Provided information:
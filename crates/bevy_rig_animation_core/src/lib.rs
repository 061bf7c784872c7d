//! # Bevy Rig Animation Core
//!
//! Evaluation runtime for skinned humanoid characters. Every tick a character goes through the
//! same fixed pipeline:
//!
//! 1. Each layer's [`StateMachineInstance`] advances normalized time and fires transitions.
//! 2. Each [`MotionLayer`] samples the [`BlendTree`]s of its current and next states into a
//!    skeleton-independent [`Pose`].
//! 3. The [`LayerCompositor`] merges the layer poses under body-part masks.
//! 4. The [`HumanoidMap`] retargets the generic pose onto a concrete skeleton.
//! 5. The [`IkSolver`] applies limb goals, foot stabilization, look-at and twist distribution.
//!
//! Constant data (state machines, blend trees, clips, humanoid maps) is built once and shared
//! read-only between any number of characters. Per-character memory lives in the layer and
//! solver instances and is reused every tick.
//!
//! [`StateMachineInstance`]: state_machine::StateMachineInstance
//! [`MotionLayer`]: layers::MotionLayer
//! [`BlendTree`]: blend_tree::BlendTree
//! [`Pose`]: pose::Pose
//! [`LayerCompositor`]: layers::LayerCompositor
//! [`HumanoidMap`]: humanoid::HumanoidMap
//! [`IkSolver`]: ik::IkSolver

pub mod blend_tree;
pub mod clip;
pub mod controller;
pub mod errors;
pub mod humanoid;
pub mod ik;
pub mod interpolation;
pub mod layers;
pub mod mask;
pub mod parameters;
pub mod pose;
pub mod state_machine;
pub mod symmetry;

pub mod prelude {
    pub use crate::{
        blend_tree::{BlendLeaf, BlendNodeKind, BlendTree, BlendTreeNode, ChildMotion},
        clip::{Clip, ClipLibrary, ClipSettings, ConstantClip, RootMotionMode, SampledClip},
        controller::AnimatorController,
        errors::{RigError, RigResult, ValidationError},
        humanoid::{
            BoneMapping, FingerBone, Goal, HumanBone, HumanoidMap, HumanoidSettings, Side,
            Skeleton,
        },
        ik::{GoalTarget, IkSolver, IkTargets, LookAtTarget},
        layers::{LayerBlendMode, LayerCompositor, LayerDefinition, MotionLayer},
        mask::{BodyPart, BodyParts, PoseMask},
        parameters::{ParameterKind, ParameterSet, ParameterTable, ParameterValue},
        pose::{MotionDelta, Pose, SkeletonPose},
        state_machine::{
            Condition, InterruptionSource, Motion, State, StateMachine, StateMachineInstance,
            StateRequest, Transition, TransitionId,
        },
    };
}
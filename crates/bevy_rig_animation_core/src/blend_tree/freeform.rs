//! Gradient-band interpolation over freely placed 2D children.

use bevy::math::Vec2;
use serde::{Deserialize, Serialize};

use super::{even_split, exact_match};

/// Samples per axis of the grid used to find each child's significant neighbors.
const NEIGHBOR_GRID: usize = 32;
/// Weight of the angular component against the magnitude component in polar space.
const DIRECTIONAL_INFLUENCE: f32 = 2.;

#[derive(Debug, Clone, Copy, Default, PartialEq, Eq, Serialize, Deserialize)]
pub enum FreeformMode {
    /// Positions are velocities: children are compared by magnitude and direction.
    #[default]
    Directional,
    /// Positions are plain points in the plane.
    Cartesian,
}

/// Precomputed term of the pair (i, j): the gradient band from child i towards child j.
#[derive(Debug, Clone, Copy, PartialEq)]
struct PairTerm {
    /// Separating vector in the blend space of the mode.
    separation: Vec2,
    inverse_length_squared: f32,
    /// Average magnitude of the pair, used by the polar space.
    average_magnitude: f32,
}

#[derive(Debug, Clone, PartialEq)]
pub struct Freeform2D {
    pub parameters: [usize; 2],
    pub mode: FreeformMode,
    positions: Vec<Vec2>,
    /// Row-major `n * n` pair table; `None` for the diagonal and coincident children.
    pairs: Vec<Option<PairTerm>>,
    neighbors: Vec<Vec<usize>>,
}

fn signed_angle(from: Vec2, to: Vec2) -> f32 {
    if from.length_squared() < 1e-10 || to.length_squared() < 1e-10 {
        return 0.;
    }
    from.perp_dot(to).atan2(from.dot(to))
}

impl Freeform2D {
    pub fn new(parameters: [usize; 2], mode: FreeformMode, positions: Vec<Vec2>) -> Self {
        let count = positions.len();
        let mut freeform = Self {
            parameters,
            mode,
            positions,
            pairs: vec![None; count * count],
            neighbors: vec![vec![]; count],
        };
        for i in 0..count {
            for j in 0..count {
                if i != j {
                    freeform.pairs[i * count + j] = freeform.pair_term(i, j);
                }
            }
        }
        freeform.neighbors = freeform.find_neighbors();
        freeform
    }

    pub fn positions(&self) -> &[Vec2] {
        &self.positions
    }

    /// Significant neighbors of a child, as found on the sample grid.
    pub fn neighbors(&self, child: usize) -> &[usize] {
        self.neighbors.get(child).map(Vec::as_slice).unwrap_or(&[])
    }

    fn pair_term(&self, i: usize, j: usize) -> Option<PairTerm> {
        let (pi, pj) = (self.positions[i], self.positions[j]);
        let (separation, average_magnitude) = match self.mode {
            FreeformMode::Cartesian => (pj - pi, 1.),
            FreeformMode::Directional => {
                let average = (pi.length() + pj.length()) * 0.5;
                if average < 1e-6 {
                    return None;
                }
                (
                    Vec2::new(
                        (pj.length() - pi.length()) / average,
                        signed_angle(pi, pj) * DIRECTIONAL_INFLUENCE,
                    ),
                    average,
                )
            }
        };
        let length_squared = separation.length_squared();
        if length_squared < 1e-10 {
            return None;
        }
        Some(PairTerm {
            separation,
            inverse_length_squared: length_squared.recip(),
            average_magnitude,
        })
    }

    /// Clamped influence of child `i` at `query` with respect to child `j`.
    fn term(&self, i: usize, j: usize, query: Vec2) -> f32 {
        let Some(pair) = self.pairs[i * self.positions.len() + j] else {
            return 1.;
        };
        let pi = self.positions[i];
        let offset = match self.mode {
            FreeformMode::Cartesian => query - pi,
            FreeformMode::Directional => Vec2::new(
                (query.length() - pi.length()) / pair.average_magnitude,
                signed_angle(pi, query) * DIRECTIONAL_INFLUENCE,
            ),
        };
        (1. - offset.dot(pair.separation) * pair.inverse_length_squared).clamp(0., 1.)
    }

    fn find_neighbors(&self) -> Vec<Vec<usize>> {
        let count = self.positions.len();
        let mut significant = vec![false; count * count];
        if count < 2 {
            return vec![vec![]; count];
        }

        let (mut min, mut max) = (self.positions[0], self.positions[0]);
        for position in &self.positions {
            min = min.min(*position);
            max = max.max(*position);
        }
        let margin = (max - min) * 0.1 + Vec2::splat(1e-3);
        let (min, max) = (min - margin, max + margin);
        let step = (max - min) / (NEIGHBOR_GRID - 1) as f32;

        let grid = (0..NEIGHBOR_GRID * NEIGHBOR_GRID).map(|sample| {
            let (x, y) = (sample % NEIGHBOR_GRID, sample / NEIGHBOR_GRID);
            min + step * Vec2::new(x as f32, y as f32)
        });
        let samples = grid.chain(self.positions.iter().copied());

        for query in samples {
            for i in 0..count {
                let lowest = (0..count)
                    .filter(|j| *j != i)
                    .map(|j| self.term(i, j, query))
                    .fold(1_f32, f32::min);
                if lowest >= 1. {
                    continue;
                }
                for j in (0..count).filter(|j| *j != i) {
                    if self.term(i, j, query) <= lowest + 1e-6 {
                        significant[i * count + j] = true;
                    }
                }
            }
        }

        (0..count)
            .map(|i| {
                (0..count)
                    .filter(|j| significant[i * count + j])
                    .collect()
            })
            .collect()
    }

    pub fn weights(&self, query: Vec2, out: &mut [f32]) {
        out.fill(0.);
        if exact_match(&self.positions, query, out) {
            return;
        }
        let mut sum = 0.;
        for (i, weight) in out.iter_mut().enumerate() {
            *weight = self.neighbors[i]
                .iter()
                .map(|j| self.term(i, *j, query))
                .fold(1_f32, f32::min);
            sum += *weight;
        }
        if sum <= f32::EPSILON {
            even_split(out);
            return;
        }
        out.iter_mut().for_each(|weight| *weight /= sum);
    }
}

#[cfg(test)]
mod test {
    use super::*;

    fn positions() -> Vec<Vec2> {
        vec![
            Vec2::ZERO,
            Vec2::new(0., 1.),
            Vec2::new(0., 3.),
            Vec2::new(1., 0.5),
            Vec2::new(-1., 0.5),
            Vec2::new(0., -1.),
        ]
    }

    #[test]
    fn test_exact_positions_in_both_modes() {
        for mode in [FreeformMode::Cartesian, FreeformMode::Directional] {
            let blend = Freeform2D::new([0, 1], mode, positions());
            let mut out = [0.; 6];
            for (index, position) in positions().into_iter().enumerate() {
                blend.weights(position, &mut out);
                for (other, weight) in out.iter().enumerate() {
                    let expected = if other == index { 1. } else { 0. };
                    assert!((weight - expected).abs() < 1e-5, "{mode:?} {index}: {out:?}");
                }
            }
        }
    }

    #[test]
    fn test_weights_are_normalized() {
        for mode in [FreeformMode::Cartesian, FreeformMode::Directional] {
            let blend = Freeform2D::new([0, 1], mode, positions());
            let mut out = [0.; 6];
            for query in [Vec2::new(0.3, 0.7), Vec2::new(-0.6, 2.), Vec2::new(5., -5.)] {
                blend.weights(query, &mut out);
                let sum: f32 = out.iter().sum();
                assert!((sum - 1.).abs() < 1e-5);
                assert!(out.iter().all(|weight| *weight >= 0.));
            }
        }
    }

    #[test]
    fn test_cartesian_midpoint() {
        let blend = Freeform2D::new(
            [0, 1],
            FreeformMode::Cartesian,
            vec![Vec2::ZERO, Vec2::X],
        );
        let mut out = [0.; 2];
        blend.weights(Vec2::new(0.25, 0.), &mut out);
        assert!((out[0] - 0.75).abs() < 1e-5);
        assert!((out[1] - 0.25).abs() < 1e-5);
        assert_eq!(blend.neighbors(0), &[1]);
    }

    #[test]
    fn test_directional_speed_band() {
        let blend = Freeform2D::new(
            [0, 1],
            FreeformMode::Directional,
            vec![Vec2::new(0., 1.), Vec2::new(0., 3.)],
        );
        let mut out = [0.; 2];
        blend.weights(Vec2::new(0., 2.), &mut out);
        assert!((out[0] - 0.5).abs() < 1e-5);
        assert!((out[1] - 0.5).abs() < 1e-5);
    }
}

Assignment: Reproduce exactly the lines above from the line with "let count = positions.len();" to the line with "signed_angle(pi, pj) *", including both, and add nothing.

Written response:
        let count = positions.len();
        let mut freeform = Self {
            parameters,
            mode,
            positions,
            pairs: vec![None; count * count],
            neighbors: vec![vec![]; count],
        };
        for i in 0..count {
            for j in 0..count {
                if i != j {
                    freeform.pairs[i * count + j] = freeform.pair_term(i, j);
                }
            }
        }
        freeform.neighbors = freeform.find_neighbors();
        freeform
    }

    pub fn positions(&self) -> &[Vec2] {
        &self.positions
    }

    /// Significant neighbors of a child, as found on the sample grid.
    pub fn neighbors(&self, child: usize) -> &[usize] {
        self.neighbors.get(child).map(Vec::as_slice).unwrap_or(&[])
    }

    fn pair_term(&self, i: usize, j: usize) -> Option<PairTerm> {
        let (pi, pj) = (self.positions[i], self.positions[j]);
        let (separation, average_magnitude) = match self.mode {
            FreeformMode::Cartesian => (pj - pi, 1.),
            FreeformMode::Directional => {
                let average = (pi.length() + pj.length()) * 0.5;
                if average < 1e-6 {
                    return None;
                }
                (
                    Vec2::new(
                        (pj.length() - pi.length()) / average,
                        signed_angle(pi, pj) * DIRECTIONAL_INFLUENCE,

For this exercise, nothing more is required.